The aim of this project was to automatically classify BBC News articles into 5 categories (business, entertainment, politics, sport, tech) according to their content.
Skills: machine learning, training/validation loss visualization, word embedding, text classification
Libraries: pandas, numpy, matplotlib, pytorch, sklearn, plotly
For the entire code, please see my repository.
After downloading the dataset BBC News Archive from Kaggle [1], I loaded it as a pandas dataframe. Afterwards, I would explore the datasets a bit to gain a sense of its size. This dataset consists of 2225 texts.
We can see in the first plot that most categories have approximately the same amount of words, except for business (~15%). However, in terms of number of texts, tech counts the lowest number of texts (n=224), as shown in the second plot. In the third plot we can see the average length of texts (measured in number of words/tokens) per category.

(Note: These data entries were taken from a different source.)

// This Source Code Form is subject to the terms of the Mozilla Public
// License, v. 2.0. If a copy of the MPL was not distributed with this
// file, You can obtain one at https://mozilla.org/MPL/2.0/.

//! The entity node: common Directory Entry attributes, the typed payload,
//! and graph linkage.
//!
//! Entities live in the model's arena under generational [`EntityKey`]s.
//! Every cross-entity reference starts life as a raw DE sequence number
//! ([`EntityRef::Seq`]) and is rewritten to a key during the associate
//! pass. Graph edges are stored twice: an ordered child list on the parent
//! and a parent set (with the edge's dependency class) on the child.

use crate::entities::Payload;
use crate::error::{Error, Result};
use crate::record::{DeField, DirectoryEntry, ParameterData, PdReader, StatusFlags};
use rustc_hash::FxHashMap;
use slotmap::new_key_type;

new_key_type! {
    /// Stable key of an entity in the model arena.
    pub struct EntityKey;
}

/// Map from entity key to assigned DE sequence number, built during
/// write-out.
pub type SeqMap = FxHashMap<EntityKey, u32>;

/// Map from DE sequence number to entity key, built during load.
pub type SeqIndex = FxHashMap<u32, EntityKey>;

/// A reference to another entity: a raw DE sequence number until the
/// associate pass rewrites it to an arena key.
#[derive(Debug, Clone, Copy, PartialEq, Eq)]
pub enum EntityRef {
    Seq(u32),
    Key(EntityKey),
}

impl EntityRef {
    /// The resolved key; fails if the reference was never associated
    pub fn key(&self) -> Result<EntityKey> {
        match self {
            EntityRef::Key(k) => Ok(*k),
            EntityRef::Seq(s) => Err(Error::UnresolvedReference(*s)),
        }
    }

    /// Rewrite a sequence number to its arena key
    pub fn resolve(&mut self, index: &SeqIndex) -> Result<()> {
        if let EntityRef::Seq(s) = self {
            let key = index.get(s).ok_or(Error::UnresolvedReference(*s))?;
            *self = EntityRef::Key(*key);
        }
        Ok(())
    }

    /// The DE sequence number to write, given this run's assignment
    pub fn out_seq(&self, map: &SeqMap) -> Result<u32> {
        match self {
            EntityRef::Key(k) => map
                .get(k)
                .copied()
                .ok_or_else(|| Error::State("reference to entity outside the model".to_string())),
            EntityRef::Seq(s) => Err(Error::UnresolvedReference(*s)),
        }
    }
}

/// Dependency class of a parent→child edge (IGES 2.2.4.5.2)
#[derive(Debug, Clone, Copy, PartialEq, Eq, Default)]
pub enum Dependency {
    #[default]
    None,
    Physical,
    Logical,
}

/// What a payload's child reference means to the graph; the model maps
/// roles to [`Dependency`] values at edge-insertion time.
#[derive(Debug, Clone, Copy, PartialEq, Eq)]
pub enum ChildRole {
    /// Member of a composite curve: always physically dependent
    Member,
    /// The B-pointer of a curve-on-surface; a composite curve in this
    /// position inherits physical dependency
    BCurve,
    /// Any other reference
    Plain,
}

/// Outcome of `add_reference`: callers must treat `Duplicate` as
/// success-with-noop and must not push the child a second time.
#[derive(Debug, Clone, Copy, PartialEq, Eq)]
pub enum AddRef {
    Added,
    Duplicate,
}

/// A DE attribute that is either a value code or an entity reference
#[derive(Debug, Clone, Copy, PartialEq, Eq, Default)]
pub enum DeAttr {
    #[default]
    Default,
    Value(i32),
    Ref(EntityRef),
}

impl DeAttr {
    fn from_field(f: DeField) -> Self {
        match f {
            DeField::Default => DeAttr::Default,
            DeField::Value(v) => DeAttr::Value(v),
            DeField::Pointer(p) => DeAttr::Ref(EntityRef::Seq(p)),
        }
    }

    fn to_field(self, map: &SeqMap) -> Result<DeField> {
        Ok(match self {
            DeAttr::Default => DeField::Default,
            DeAttr::Value(v) => DeField::Value(v),
            DeAttr::Ref(r) => DeField::Pointer(r.out_seq(map)?),
        })
    }

    /// The contained reference, if any
    pub fn entity_ref(&self) -> Option<&EntityRef> {
        match self {
            DeAttr::Ref(r) => Some(r),
            _ => None,
        }
    }
}

/// A node of the entity graph
#[derive(Debug, Clone)]
pub struct Entity {
    pub entity_type: i32,
    pub form: i32,
    pub status: StatusFlags,
    pub line_weight: i32,
    pub label: String,
    pub subscript: i32,

    pub structure: DeAttr,
    pub line_font: DeAttr,
    pub level: DeAttr,
    pub view: DeAttr,
    pub transform: DeAttr,
    pub label_assoc: DeAttr,
    pub color: DeAttr,

    pub payload: Payload,

    /// DE sequence number from the load path; 0 for authored entities
    pub(crate) sequence: u32,
    /// Parent set with the dependency class of each edge
    pub(crate) parents: FxHashMap<EntityKey, Dependency>,
    /// Ordered child list; never contains duplicates
    pub(crate) children: Vec<EntityKey>,
    pub(crate) associated: bool,
}

impl Entity {
    /// A bare entity around a payload; authored entities are born
    /// associated since their references are created as keys.
    pub(crate) fn new(payload: Payload, form: i32) -> Self {
        Self {
            entity_type: payload.entity_type(),
            form,
            status: StatusFlags::default(),
            line_weight: 0,
            label: String::new(),
            subscript: 0,
            structure: DeAttr::Default,
            line_font: DeAttr::Default,
            level: DeAttr::Default,
            view: DeAttr::Default,
            transform: DeAttr::Default,
            label_assoc: DeAttr::Default,
            color: DeAttr::Default,
            payload,
            sequence: 0,
            parents: FxHashMap::default(),
            children: Vec::new(),
            associated: true,
        }
    }

    /// Populate the common attributes from a Directory Entry record.
    /// Pointer fields are retained as sequence numbers until association.
    pub fn read_de(&mut self, de: &DirectoryEntry) {
        self.entity_type = de.entity_type;
        self.form = de.form;
        self.status = de.status;
        self.line_weight = de.line_weight;
        self.label = de.label.clone();
        self.subscript = de.subscript;
        self.structure = DeAttr::from_field(de.structure);
        self.line_font = DeAttr::from_field(de.line_font);
        self.level = DeAttr::from_field(de.level);
        self.view = DeAttr::from_field(de.view);
        self.transform = DeAttr::from_field(de.transform);
        self.label_assoc = DeAttr::from_field(de.label_assoc);
        self.color = DeAttr::from_field(de.color);
        self.sequence = de.sequence;
        self.associated = false;
    }

    /// Parse the type-specific parameter data
    pub fn read_pd(&mut self, pd: &ParameterData) -> Result<()> {
        if pd.entity_type != self.entity_type {
            return Err(Error::BadParameterData(format!(
                "PD type {} does not match DE type {}",
                pd.entity_type, self.entity_type
            )));
        }

        let mut reader = PdReader::new(&pd.params);
        self.payload.read_pd(&mut reader)
    }

    /// Render the common attributes into a Directory Entry record.
    /// `sequence` and the PD pointer/count are filled by the writer pass.
    pub fn format_de(&self, map: &SeqMap) -> Result<DirectoryEntry> {
        Ok(DirectoryEntry {
            entity_type: self.entity_type,
            pd_pointer: 0,
            structure: self.structure.to_field(map)?,
            line_font: self.line_font.to_field(map)?,
            level: self.level.to_field(map)?,
            view: self.view.to_field(map)?,
            transform: self.transform.to_field(map)?,
            label_assoc: self.label_assoc.to_field(map)?,
            status: self.status,
            line_weight: self.line_weight,
            color: self.color.to_field(map)?,
            pd_count: 0,
            form: self.form,
            label: self.label.clone(),
            subscript: self.subscript,
            sequence: 0,
        })
    }

    /// Mutable references held in the common DE attributes
    pub(crate) fn de_refs_mut(&mut self) -> Vec<&mut EntityRef> {
        [
            &mut self.structure,
            &mut self.line_font,
            &mut self.level,
            &mut self.view,
            &mut self.transform,
            &mut self.label_assoc,
            &mut self.color,
        ]
        .into_iter()
        .filter_map(|a| match a {
            DeAttr::Ref(r) => Some(r),
            _ => None,
        })
        .collect()
    }

    /// Resolved child keys referenced from the common DE attributes
    pub(crate) fn de_children(&self) -> Vec<EntityKey> {
        [
            &self.structure,
            &self.line_font,
            &self.level,
            &self.view,
            &self.transform,
            &self.label_assoc,
            &self.color,
        ]
        .into_iter()
        .filter_map(|a| a.entity_ref().and_then(|r| r.key().ok()))
        .collect()
    }

    // --- Graph inspection ---

    pub fn is_associated(&self) -> bool {
        self.associated
    }

    /// The DE sequence number the entity was loaded with (0 if authored)
    pub fn sequence(&self) -> u32 {
        self.sequence
    }

    pub fn children(&self) -> &[EntityKey] {
        &self.children
    }

    pub fn parents(&self) -> impl Iterator<Item = (EntityKey, Dependency)> + '_ {
        self.parents.iter().map(|(k, d)| (*k, *d))
    }

    pub fn has_parent(&self, key: EntityKey) -> bool {
        self.parents.contains_key(&key)
    }

    /// True if no parent references the entity
    pub fn is_orphaned(&self) -> bool {
        self.parents.is_empty()
    }
}

#[cfg(test)]
mod tests {
    use super::*;
    use crate::entities::curve::Line;
    use nalgebra::Point3;

    #[test]
    fn authored_entity_is_associated() {
        let line = Line {
            start: Point3::new(0.0, 0.0, 0.0),
            end: Point3::new(1.0, 0.0, 0.0),
        };
        let e = Entity::new(Payload::Line(line), 0);

        assert!(e.is_associated());
        assert_eq!(e.entity_type, 110);
        assert_eq!(e.sequence(), 0);
        assert!(e.is_orphaned());
    }

    #[test]
    fn read_de_retains_pointers() {
        let line = Line {
            start: Point3::new(0.0, 0.0, 0.0),
            end: Point3::new(1.0, 0.0, 0.0),
        };
        let mut e = Entity::new(Payload::Line(line), 0);

        let de = DirectoryEntry {
            entity_type: 110,
            transform: DeField::Pointer(7),
            color: DeField::Value(3),
            sequence: 11,
            ..DirectoryEntry::default()
        };
        e.read_de(&de);

        assert!(!e.is_associated());
        assert_eq!(e.sequence(), 11);
        assert_eq!(e.transform, DeAttr::Ref(EntityRef::Seq(7)));
        assert_eq!(e.color, DeAttr::Value(3));
    }

    #[test]
    fn unresolved_ref_reports_sequence() {
        let r = EntityRef::Seq(23);
        match r.key() {
            Err(Error::UnresolvedReference(23)) => {}
            other => panic!("unexpected: {:?}", other),
        }
    }
}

This shows us that the longest texts are in politics and tech, and shorter texts are in business, sport and entertainment.
Next, I split it into training, validation, and test sets:
from sklearn.model_selection import train_test_split
X_train, X_test, y_train, y_test = train_test_split(data["content"], data["category"], test_size=0.2, random_state=1)
X_train, X_val, y_train, y_val = train_test_split(X_train, y_train, test_size=0.25, random_state=1)
Once this was done, I would encode the labels and vectorize the the text:
le =LabelEncoder()
le.fit(y_train)
print(le.classes_)
train_y=le.transform(y_train)
val_y=le.transform(y_val)
test_y=le.transform(y_test)
vectorizer = CountVectorizer()
vectorizer.fit_transform(X_train)
train_x=vectorizer.transform(X_train)
val_x=vectorizer.transform(X_val)
test_x=vectorizer.transform(X_test)
Finally, I just convert all my data sets into tensors for the model:
train_x_tensor=torch.tensor(train_x.toarray()).float()
train_y_tensor=torch.tensor(train_y)
val_x_tensor=torch.tensor(val_x.toarray()).float()
val_y_tensor=torch.tensor(val_y)
test_x_tensor=torch.tensor(test_x.toarray()).float()
test_y_tensor=torch.tensor(test_y)
class ClassificationNet(nn.Module):
def __init__(self):
super(ClassificationNet, self).__init__()
self.layers = nn.Sequential(
nn.Linear(23699, 512), #feature number, first layer size
nn.Hardtanh(),
nn.Linear(512,5) # we have 5 categories!
)
def forward(self, x): #forward pass
sm = nn.Softmax(dim=1) #activation function
x = sm(self.layers(x))
return x
net = ClassificationNet()
lrt=0.01 # learning rate
optimizer = optim.Adam(net.parameters(), lr=lrt) # optimizer
criterion = nn.CrossEntropyLoss() # loss/criterion
epochs = 50 # epochs / number of training iterations
train_err=[]
val_err =[]
for i in range(epochs):
optimizer.zero_grad() # zero the gradients
output = net(train_x_tensor) # calculate output
loss = criterion(output, train_y_tensor) # calculate loss
loss.backward() # use loss to compute gradients
optimizer.step() # apply optimizer to update weights
with torch.no_grad():
output_val= net(val_x_tensor) # compute output
loss_val = criterion(output_val, val_y_tensor) # compute loss
predict_y= [np.argmax(i.detach().numpy()) for i in output_val] # compute prediction
The following image shows how well our model performs, i.e. whether it struggles with over-/under-fitting or neither:
It turns out, it works pretty well! There is no great difference between validation and training loss and there is a clear, steep learning curve.
with torch.no_grad():
# compute the output
output_test= net(test_x_tensor)
# compute the prediction
predict_test_y= [np.argmax(i.detach().numpy()) for i in output_test]
# eval function for accuracy, f1
accuracy,f1=evaluation_metrics(predict_test_y,test_y_tensor)
print('Accuracy: %.3f f1: %.3f'% (accuracy,f1))
My model achieved an accuracy of approx. 97% and an f1 score of approx. 0.97 as well! The confusion matrix shows that most labels are correctly predicted (i.e. true positives and true negatives). As a result, it can automatically (and quite accurately) classify a text of the BBC Archive as belonging into one of the five categories business, entertainment, politics, sport, tech.
References:
[1] Dataset: https://www.kaggle.com/datasets/hgultekin/bbcnewsarchive (last accessed Sept. 12, 2024).
Please note that parts of this project were re-used and slightly adapted from previous assignments completed for university.